The figures in the AIDS epidemic are repeated so often they tend to numb the viewer. Here are a collection of figures, including statistics with and without corroboration, that I present as a kind of collage of the impact of the epidemic (original sources hyperlinked):

  • “Last year, 2.3 million people died of AIDS in sub-Saharan Africa.”
  • “If AIDS continues unabated for the next 20 years, the worldwide death toll will reach 68 million.”
  • “Throughout sub-Saharan Africa, some 11 million children have been orphaned by AIDS.”
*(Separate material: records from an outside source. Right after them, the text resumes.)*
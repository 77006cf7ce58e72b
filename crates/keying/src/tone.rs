//! Tone segment model
//!
//! A tone is one timed segment handed to the tone queue: either sound at a
//! given frequency or silence (frequency zero). Slope shaping is carried as
//! a parameter only; waveform synthesis is the sink's business.

use serde::{Deserialize, Serialize};

/// Slope (rise/fall) shape applied to a tone's edges for click suppression.
#[derive(Debug, Clone, Copy, PartialEq, Eq, Serialize, Deserialize)]
pub enum SlopeShape {
    /// No shaping; hard keying edges.
    Rectangular,
    /// Linear ramp.
    Linear,
    /// Raised-cosine ramp.
    RaisedCosine,
    /// Quarter-sine ramp.
    Sine,
}

impl Default for SlopeShape {
    fn default() -> Self {
        SlopeShape::RaisedCosine
    }
}

/// The role a tone plays in the queue.
///
/// Markers make the queue's contents legible after the fact: character
/// removal scans the tail for a contiguous run of tones tagged with the
/// same character id, and refuses to guess across raw enqueues.
#[derive(Debug, Clone, Copy, PartialEq, Eq)]
pub enum ToneMarker {
    /// A dot or dash belonging to the character with this enqueue id.
    Mark { character: u64 },
    /// A space; tagged with a character id when enqueued as part of one.
    Space { character: Option<u64> },
    /// A tone that sounds until the next dequeue (straight-key keying).
    Forever,
    /// Raw caller-supplied tone with no character bookkeeping.
    Raw,
}

/// One timed tone segment.
#[derive(Debug, Clone, Copy, PartialEq, Eq)]
pub struct Tone {
    /// Frequency in Hz; zero means silence for the duration.
    pub frequency_hz: u32,
    /// Duration in microseconds. Ignored when `forever` is set.
    pub duration_us: u32,
    /// Edge shaping to apply.
    pub slope: SlopeShape,
    /// Sound indefinitely until the next dequeue, flush, or stop.
    pub forever: bool,
    /// Queue bookkeeping tag.
    pub marker: ToneMarker,
}

impl Tone {
    /// A sounding tone of fixed duration.
    pub fn sound(frequency_hz: u32, duration_us: u32, slope: SlopeShape) -> Self {
        Self {
            frequency_hz,
            duration_us,
            slope,
            forever: false,
            marker: ToneMarker::Raw,
        }
    }

    /// A silent segment of fixed duration.
    pub fn silence(duration_us: u32) -> Self {
        Self {
            frequency_hz: 0,
            duration_us,
            slope: SlopeShape::Rectangular,
            forever: false,
            marker: ToneMarker::Raw,
        }
    }

    /// A tone that sounds until explicitly replaced.
    pub fn forever(frequency_hz: u32, slope: SlopeShape) -> Self {
        Self {
            frequency_hz,
            duration_us: 0,
            slope,
            forever: true,
            marker: ToneMarker::Forever,
        }
    }

    /// Same tone with a different marker.
    pub fn with_marker(mut self, marker: ToneMarker) -> Self {
        self.marker = marker;
        self
    }

    /// True for silence segments.
    #[inline]
    pub fn is_silent(&self) -> bool {
        self.frequency_hz == 0
    }
}
//! Physical key models
//!
//! A straight key turns its own open/closed value directly into generator
//! tones; a paddle key feeds the iambic keyer engine. Both report key-value
//! transitions to an optional listener so external layers (a receiver, an
//! indicator LED) can observe keying independently of the audio path.

use std::sync::{Arc, Mutex};

use crate::error::Result;
use crate::generator::Generator;
use crate::keyer::IambicKeyer;

/// Notified on every key-value transition with the new value.
///
/// Fired synchronously from whichever thread caused the transition (a
/// caller for straight keys, the generator's background thread for keyer
/// elements); implementations must not block.
pub trait KeyEventListener: Send {
    fn on_key_value(&self, closed: bool);
}

/// A straight key: open/closed drives the generator directly with
/// open-ended tones, since the duration of a press is unknown in advance.
pub struct StraightKey {
    generator: Arc<Generator>,
    state: Mutex<StraightKeyState>,
}

struct StraightKeyState {
    closed: bool,
    listener: Option<Box<dyn KeyEventListener>>,
}

impl StraightKey {
    pub fn new(generator: Arc<Generator>) -> Self {
        Self {
            generator,
            state: Mutex::new(StraightKeyState {
                closed: false,
                listener: None,
            }),
        }
    }

    /// Register the key-value listener, replacing any previous one.
    pub fn set_listener(&self, listener: Box<dyn KeyEventListener>) {
        self.state.lock().unwrap().listener = Some(listener);
    }

    /// Current key value.
    pub fn is_closed(&self) -> bool {
        self.state.lock().unwrap().closed
    }

    /// Record a new key value. A no-op when the value is unchanged;
    /// otherwise keys the generator and notifies the listener.
    pub fn set_value(&self, closed: bool) -> Result<()> {
        let mut state = self.state.lock().unwrap();
        if state.closed == closed {
            return Ok(());
        }
        if closed {
            self.generator.enqueue_forever_tone()?;
        } else {
            self.generator.enqueue_forever_silence()?;
        }
        state.closed = closed;
        if let Some(listener) = state.listener.as_ref() {
            listener.on_key_value(closed);
        }
        Ok(())
    }
}

/// A dual-paddle key driving the iambic keyer engine.
pub struct PaddleKey {
    keyer: Arc<IambicKeyer>,
    paddles: Mutex<(bool, bool)>,
}

impl PaddleKey {
    /// Create a paddle key for `generator`, with the given Curtis mode.
    pub fn new(generator: Arc<Generator>, curtis_mode_b: bool) -> Self {
        Self {
            keyer: IambicKeyer::new(generator, curtis_mode_b),
            paddles: Mutex::new((false, false)),
        }
    }

    /// The keyer engine this key drives.
    pub fn keyer(&self) -> &Arc<IambicKeyer> {
        &self.keyer
    }

    /// Current (dot, dash) paddle values.
    pub fn paddles(&self) -> (bool, bool) {
        *self.paddles.lock().unwrap()
    }

    /// Record new paddle values and forward them to the keyer.
    pub fn notify_paddle_event(&self, dot_closed: bool, dash_closed: bool) -> Result<()> {
        *self.paddles.lock().unwrap() = (dot_closed, dash_closed);
        self.keyer.notify_paddle_event(dot_closed, dash_closed)
    }
}
//! Error types for MorseKit Receiver

use thiserror::Error;

/// Receive error types
#[derive(Error, Debug, Clone, PartialEq)]
pub enum ReceiveError {
    #[error("{operation} not valid in the current receiver state")]
    BadState { operation: &'static str },

    #[error("Mark rejected as a noise spike")]
    NoiseSpike,

    #[error("Not enough silence yet to settle the character")]
    WouldBlock,

    #[error("Mark duration {duration_us} us matches neither dot nor dash")]
    UnrecognizedDuration { duration_us: u32 },

    #[error("Representation buffer full")]
    BufferFull,

    #[error("No character assigned to representation {representation:?}")]
    UnknownRepresentation { representation: String },

    #[error("Not permitted: {reason}")]
    NotPermitted { reason: &'static str },

    #[error("Core error: {0}")]
    Core(#[from] morsekit_core::CoreError),
}

impl ReceiveError {
    /// True for the try-again conditions a polling loop should retry
    /// rather than surface: too-early polls and rejected noise spikes.
    pub fn is_transient(&self) -> bool {
        matches!(self, ReceiveError::WouldBlock | ReceiveError::NoiseSpike)
    }
}

/// Result type for MorseKit Receiver operations
pub type Result<T> = std::result::Result<T, ReceiveError>;
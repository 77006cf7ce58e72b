//! Morse timing primitives
//!
//! Everything in the engine is derived from one number: the duration of a
//! single dot at a given speed. The calibration follows the "PARIS"
//! standard, where one word is 50 dot units, so a dot lasts
//! `1_200_000 / wpm` microseconds.

use crate::{CoreError, Result};

/// Microseconds of one dot unit at 1 WPM ("PARIS" calibration).
pub const DOT_CALIBRATION_US: u32 = 1_200_000;

/// Valid sending/receiving speed range, words per minute.
pub const SPEED_MIN: u32 = 4;
pub const SPEED_MAX: u32 = 60;

/// Valid tone frequency range, Hz. Zero means silence.
pub const FREQUENCY_MIN: u32 = 0;
pub const FREQUENCY_MAX: u32 = 4_000;

/// Valid volume range, percent.
pub const VOLUME_MIN: u32 = 0;
pub const VOLUME_MAX: u32 = 100;

/// Valid extra inter-character gap range, dot units.
pub const GAP_MIN: u32 = 0;
pub const GAP_MAX: u32 = 60;

/// Valid dot/dash weighting range, percent. 50 is neutral.
pub const WEIGHTING_MIN: u32 = 20;
pub const WEIGHTING_MAX: u32 = 80;

/// Valid receive tolerance range, percent of the ideal duration.
pub const TOLERANCE_MIN: u32 = 0;
pub const TOLERANCE_MAX: u32 = 90;

/// Duration of one dot unit in microseconds at the given speed.
///
/// Strictly decreasing in `speed_wpm`; the caller is expected to have
/// validated the speed first.
#[inline]
pub fn unit_duration_us(speed_wpm: u32) -> u32 {
    DOT_CALIBRATION_US / speed_wpm
}

/// Nominal speed in WPM for a given dot duration, unclamped.
#[inline]
pub fn speed_for_unit_duration(unit_us: u32) -> u32 {
    if unit_us == 0 {
        return SPEED_MAX;
    }
    DOT_CALIBRATION_US / unit_us
}

fn check_range(parameter: &'static str, value: u32, min: u32, max: u32) -> Result<()> {
    if value < min || value > max {
        return Err(CoreError::ValueOutOfRange {
            parameter,
            value: value as i64,
            min: min as i64,
            max: max as i64,
        });
    }
    Ok(())
}

pub fn validate_speed(wpm: u32) -> Result<()> {
    check_range("speed", wpm, SPEED_MIN, SPEED_MAX)
}

pub fn validate_frequency(hz: u32) -> Result<()> {
    check_range("frequency", hz, FREQUENCY_MIN, FREQUENCY_MAX)
}

pub fn validate_volume(percent: u32) -> Result<()> {
    check_range("volume", percent, VOLUME_MIN, VOLUME_MAX)
}

pub fn validate_gap(units: u32) -> Result<()> {
    check_range("gap", units, GAP_MIN, GAP_MAX)
}

pub fn validate_weighting(percent: u32) -> Result<()> {
    check_range("weighting", percent, WEIGHTING_MIN, WEIGHTING_MAX)
}

pub fn validate_tolerance(percent: u32) -> Result<()> {
    check_range("tolerance", percent, TOLERANCE_MIN, TOLERANCE_MAX)
}

/// Difference between two event timestamps in microseconds.
///
/// Timestamps are expected to be monotonically non-decreasing; a backwards
/// pair is a caller sequencing error, not something to silently clamp.
#[inline]
pub fn timestamp_delta_us(earlier_us: u64, later_us: u64) -> Result<u32> {
    if later_us < earlier_us {
        return Err(CoreError::NonMonotonicTimestamps {
            earlier_us,
            later_us,
        });
    }
    Ok((later_us - earlier_us) as u32)
}

#[cfg(test)]
mod tests {
    use super::*;
    use quickcheck_macros::quickcheck;

    #[quickcheck]
    fn speed_round_trips_through_unit_duration(seed: u32) -> bool {
        let wpm = SPEED_MIN + seed % (SPEED_MAX - SPEED_MIN + 1);
        speed_for_unit_duration(unit_duration_us(wpm)) == wpm
    }

    #[test]
    fn paris_calibration() {
        // 20 WPM = 60 ms dots, 25 WPM = 48 ms dots
        assert_eq!(unit_duration_us(20), 60_000);
        assert_eq!(unit_duration_us(25), 48_000);
        assert_eq!(unit_duration_us(4), 300_000);
        assert_eq!(unit_duration_us(60), 20_000);
    }

    #[test]
    fn unit_duration_strictly_decreasing() {
        let mut prev = u32::MAX;
        for wpm in SPEED_MIN..=SPEED_MAX {
            let unit = unit_duration_us(wpm);
            assert!(unit < prev, "unit not decreasing at {} WPM", wpm);
            prev = unit;
        }
    }

    #[test]
    fn range_validation() {
        assert!(validate_speed(4).is_ok());
        assert!(validate_speed(60).is_ok());
        assert!(validate_speed(3).is_err());
        assert!(validate_speed(61).is_err());
        assert!(validate_weighting(19).is_err());
        assert!(validate_weighting(50).is_ok());
        assert!(validate_tolerance(91).is_err());
    }

    #[test]
    fn timestamp_delta_checks_order() {
        assert_eq!(timestamp_delta_us(100, 160).unwrap(), 60);
        assert_eq!(timestamp_delta_us(100, 100).unwrap(), 0);
        assert!(timestamp_delta_us(160, 100).is_err());
    }
}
  • Most of the children in the world under 15 years old living with HIV or AIDS are in sub-Saharan Africa: 2.4 million, compared with 300,000 in the rest of the world. That number will continue to grow: in 2001, 700,000 new infections occurred in children under 15, compared with 100,000 in the rest of the world.
  • In the US, the CDC says 816,149 total cases of AIDS have been reported, with 467,910 deaths, including 5,257 children under age 15. New York City leads US metropolitan areas with 126,237 cumulative cases of AIDS, followed by LA, San Francisco, Miami, Washington DC, Chicago, Philadelphia, Houston, Newark, and Atlanta.
  • The Joint UN Programme on HIV/AIDS (UNAIDS) reports that 42 million people are estimated to be living with HIV/AIDS worldwide today. The rate of spread of the disease continues to outpace the death rate of the disease, with five million new infections and 3.1 million deaths in 2002.